> [About this exercise]
Starting at the line below holding "for &error in" and stopping at the line holding "for mut node", print every line exactly, both ends included, and leave the rest out.

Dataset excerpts
▼

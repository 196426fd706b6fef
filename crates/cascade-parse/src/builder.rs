//! Builds a [`SyntaxTree`] from recognizer events.

use std::mem;

use cascade_errors::{ProblemDescription, ProblemSet};
use cascade_syntax::SyntaxKind::*;
use cascade_syntax::{
    NodeId, NodeVariant, SyntaxKind, SyntaxSet, SyntaxTree, TextRange, Token,
};
use rustc_hash::FxHashMap;

use crate::event::{Listener, RecognitionError, RecognitionErrorKind};

/// A [`Listener`] that assembles the syntax tree and collects problems.
///
/// Recognition errors become error nodes. Errors raised when no alternative
/// matched are held back until the end of the parse, because the token they
/// blame may still be consumed successfully later on; in that case the error
/// node is dropped and only the problem is kept.
pub struct TreeBuilder {
    tree: SyntaxTree,
    problems: ProblemSet,
    ignored_rules: SyntaxSet,
    call_stack: Vec<Frame>,
    hidden: Vec<Token>,
    /// Error nodes that recovery nodes attach to, innermost last.
    error_stack: Vec<NodeId>,
    /// Every error node that is still part of the result.
    errors: Vec<NodeId>,
    deferred: FxHashMap<u32, Deferred>,
    unexpected: Option<Unexpected>,
    backtracking: u32,
    resyncing: bool,
    consumed: u32,
    last_consumed: Option<TextRange>,
    /// Rules that were exited without children.
    emptied: Vec<NodeId>,
}

struct Frame {
    node: NodeId,
    consumed: u32,
}

struct Deferred {
    rule: NodeId,
    error: NodeId,
}

/// The token blamed by the most recent recognition error.
struct Unexpected {
    index: u32,
    leaf: Option<NodeId>,
}

impl TreeBuilder {
    pub fn new(
        text: &str,
        ignored_rules: SyntaxSet,
        problems: impl IntoIterator<Item = ProblemDescription>,
    ) -> Self {
        let mut set = ProblemSet::default();
        set.extend(problems);
        Self {
            tree: SyntaxTree::new(text),
            problems: set,
            ignored_rules,
            call_stack: Vec::new(),
            hidden: Vec::new(),
            error_stack: Vec::new(),
            errors: Vec::new(),
            deferred: FxHashMap::default(),
            unexpected: None,
            backtracking: 0,
            resyncing: false,
            consumed: 0,
            last_consumed: None,
            emptied: Vec::new(),
        }
    }

    pub fn tree(&self) -> &SyntaxTree {
        &self.tree
    }

    pub fn finish(self) -> (SyntaxTree, Vec<ProblemDescription>) {
        (self.tree, self.problems.into_vec())
    }

    fn current(&self) -> NodeId {
        self.call_stack.last().map_or(self.tree.root_id(), |frame| frame.node)
    }

    fn is_recording(&self) -> bool {
        self.backtracking == 0
    }

    fn leaf(&mut self, token: Token) -> NodeId {
        let hidden = mem::take(&mut self.hidden);
        self.tree.alloc_token(token, hidden)
    }

    fn mark_consumed(&mut self, range: TextRange) {
        self.last_consumed = Some(range);
        self.consumed += 1;
    }

    /// Every open rule without a start begins at `range`.
    fn start_open_rules(&mut self, range: TextRange) {
        for frame in self.call_stack.iter().rev() {
            self.tree.set_from_if_unset(frame.node, range.start());
        }
    }

    /// Drops what an earlier error recorded for a token that is now consumed.
    fn settle_unexpected(&mut self, token: &Token) {
        if let Some(Deferred { error, .. }) = self.deferred.remove(&token.index) {
            tracing::trace!(index = token.index, "deferred error superseded");
            self.error_stack.retain(|&it| it != error);
            self.errors.retain(|&it| it != error);
        }

        if let Some(unexpected) = self.unexpected.take_if(|it| it.index == token.index)
            && let Some(leaf) = unexpected.leaf
        {
            self.tree.detach(leaf);
            let mut hidden = self.tree.take_hidden(leaf);
            hidden.append(&mut self.hidden);
            self.hidden = hidden;
        }
    }

    fn invalid_token(&mut self, token: &Token) {
        let range = token.range();
        let parent = self.current();
        let error = self.tree.alloc_error(self.tree.data(parent).kind(), range);
        let leaf = self.leaf(*token);
        self.tree.append_child(error, leaf);
        self.tree.append_child(parent, error);
        self.errors.push(error);
        self.mark_consumed(range);
        self.start_open_rules(range);
    }

    fn close(&mut self, node: NodeId, consumed_at_entry: u32) {
        if self.tree.data(node).children().is_empty() {
            self.emptied.push(node);
            return;
        }

        if self.consumed > consumed_at_entry
            && let Some(last) = self.last_consumed
        {
            self.tree.set_to(node, last.end());
        }

        if self.tree.data(node).kind() == RECOVERY {
            self.report_skipped(node);
        }
    }

    fn report_skipped(&mut self, recovery: NodeId) {
        let node = self.tree.node(recovery);
        let texts: Vec<&str> = node.children().map(|child| child.text()).collect();
        if texts.concat().trim().is_empty() {
            return;
        }

        let quoted: Vec<String> = texts.iter().map(|text| format!("'{text}'")).collect();
        let message = format!("unexpected input {}", quoted.join(" "));
        let range = node.text_range();
        self.problems.insert(ProblemDescription::parsing(range, message));
    }

    fn attach_deferred_errors(&mut self) {
        let mut deferred: Vec<(u32, Deferred)> = self.deferred.drain().collect();
        deferred.sort_unstable_by_key(|&(index, _)| index);
        for (_, Deferred { rule, error }) in deferred {
            self.tree.insert_child_ordered(rule, error);
        }
    }

    fn widen_around_errors(&mut self) {
        for &error in &self.errors {
            if let (Some(parent), Some(range)) =
                (self.tree.data(error).parent(), self.tree.data(error).range())
            {
                self.tree.widen_ancestors(parent, range);
            }
        }
    }

    fn remove_empty_rules(&mut self) {
        let root = self.tree.root_id();
        for mut node in mem::take(&mut self.emptied) {
            while node != root {
                let data = self.tree.data(node);
                if data.variant() != NodeVariant::Rule || !data.children().is_empty() {
                    break;
                }
                match self.tree.detach(node) {
                    Some(parent) => node = parent,
                    None => break,
                }
            }
        }
    }

    /// Derives a range for every node that never received one from its children.
    fn fill_missing_ranges(&mut self) {
        let order: Vec<NodeId> = self.tree.root().descendants().map(|node| node.id()).collect();
        for &node in order.iter().rev() {
            let data = self.tree.data(node);
            if data.range().is_some() {
                continue;
            }
            let span = data
                .children()
                .iter()
                .filter_map(|&child| self.tree.data(child).range())
                .reduce(|acc, range| acc.cover(range));
            if let Some(span) = span {
                self.tree.widen(node, span);
            }
        }
    }
}

impl Listener for TreeBuilder {
    fn enter_rule(&mut self, rule: SyntaxKind) {
        if !self.is_recording() || self.ignored_rules.contains(rule) {
            return;
        }

        let node = self.tree.alloc_rule(rule);
        self.tree.append_child(self.current(), node);
        self.call_stack.push(Frame { node, consumed: self.consumed });
    }

    fn exit_rule(&mut self, rule: SyntaxKind) {
        if !self.is_recording() || self.ignored_rules.contains(rule) {
            return;
        }

        let Some(frame) = self.call_stack.pop() else {
            panic!("exit_rule({rule}) without a matching enter_rule");
        };
        let entered = self.tree.data(frame.node).kind();
        assert_eq!(entered, rule, "exit_rule({rule}) does not match enter_rule({entered})");
        self.close(frame.node, frame.consumed);
    }

    fn enter_decision(&mut self, _decision: u32) {
        self.backtracking += 1;
    }

    fn exit_decision(&mut self, decision: u32) {
        assert!(self.backtracking > 0, "exit_decision({decision}) without enter_decision");
        self.backtracking -= 1;
    }

    fn consume_token(&mut self, token: &Token) {
        if !self.is_recording() || self.resyncing || token.kind == EOF {
            return;
        }

        self.settle_unexpected(token);
        if token.kind == INVALID {
            self.invalid_token(token);
            return;
        }

        let range = token.range();
        let leaf = self.leaf(*token);
        self.tree.append_child(self.current(), leaf);
        self.mark_consumed(range);
        self.start_open_rules(range);
    }

    fn consume_hidden_token(&mut self, token: &Token) {
        if !self.is_recording() || self.resyncing {
            return;
        }
        self.hidden.push(*token);
    }

    fn recognition_error(&mut self, error: &RecognitionError) {
        if !self.is_recording() {
            return;
        }

        let token = error.token;
        let at_eof = token.kind == EOF;
        let range = token.range();
        let message = if at_eof {
            "premature end of input".to_owned()
        } else {
            format!("unexpected token `{}`", token.kind)
        };
        tracing::debug!(%message, rule = %error.rule, "parse problem");
        self.problems.insert(ProblemDescription::parsing(range, message));

        let hard = matches!(error.kind, RecognitionErrorKind::Mismatch { .. });
        if self.unexpected.as_ref().is_some_and(|it| it.index == token.index) {
            if hard {
                self.mark_consumed(range);
            }
            return;
        }

        let rule = self.current();
        let error_node = self.tree.alloc_error(self.tree.data(rule).kind(), range);
        let leaf = (!at_eof).then(|| {
            let leaf = self.leaf(token);
            self.tree.append_child(error_node, leaf);
            leaf
        });
        self.unexpected = Some(Unexpected { index: token.index, leaf });
        self.error_stack.push(error_node);
        self.errors.push(error_node);

        if hard {
            self.tree.append_child(rule, error_node);
            self.mark_consumed(range);
            self.start_open_rules(range);
        } else {
            self.deferred.insert(token.index, Deferred { rule, error: error_node });
        }
    }

    fn begin_resync(&mut self) {
        self.resyncing = true;
    }

    fn end_resync(&mut self) {
        self.resyncing = false;
    }

    fn consume_skipped_tokens(&mut self, tokens: &[Token]) {
        if !self.is_recording() {
            return;
        }

        let significant: Vec<&Token> = tokens.iter().filter(|token| !token.is_hidden()).collect();
        let repeats_unexpected = significant
            .first()
            .is_some_and(|first| self.unexpected.as_ref().is_some_and(|it| it.index == first.index));
        let first = if repeats_unexpected { significant.get(1) } else { significant.first() };
        let (Some(first), Some(last)) = (first, significant.last()) else {
            self.hidden.extend(tokens.iter().filter(|token| token.is_hidden()));
            return;
        };

        let range = TextRange::new(first.range().start(), last.range().end());
        let parent = self.error_stack.last().copied().unwrap_or_else(|| self.current());
        let recovery = self.tree.alloc_recovery(range);
        self.tree.append_child(parent, recovery);
        self.tree.widen_ancestors(parent, range);

        let consumed_at_entry = self.consumed;
        let mut skip = repeats_unexpected;
        for token in tokens {
            if token.is_hidden() {
                self.hidden.push(*token);
            } else if !mem::take(&mut skip) {
                let leaf = self.leaf(*token);
                self.tree.append_child(recovery, leaf);
            }
        }
        self.mark_consumed(range);
        self.close(recovery, consumed_at_entry);
    }

    fn terminate(&mut self) {
        if !self.is_recording() {
            return;
        }

        let trailing = mem::take(&mut self.hidden);
        self.tree.set_trailing_hidden(trailing);
        self.attach_deferred_errors();
        self.widen_around_errors();
        self.remove_empty_rules();
        self.fill_missing_ranges();
    }
}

▲

> [Your response]
        for &error in &self.errors {
            if let (Some(parent), Some(range)) =
                (self.tree.data(error).parent(), self.tree.data(error).range())
            {
                self.tree.widen_ancestors(parent, range);
            }
        }
    }

    fn remove_empty_rules(&mut self) {
        let root = self.tree.root_id();
        for mut node in mem::take(&mut self.emptied) {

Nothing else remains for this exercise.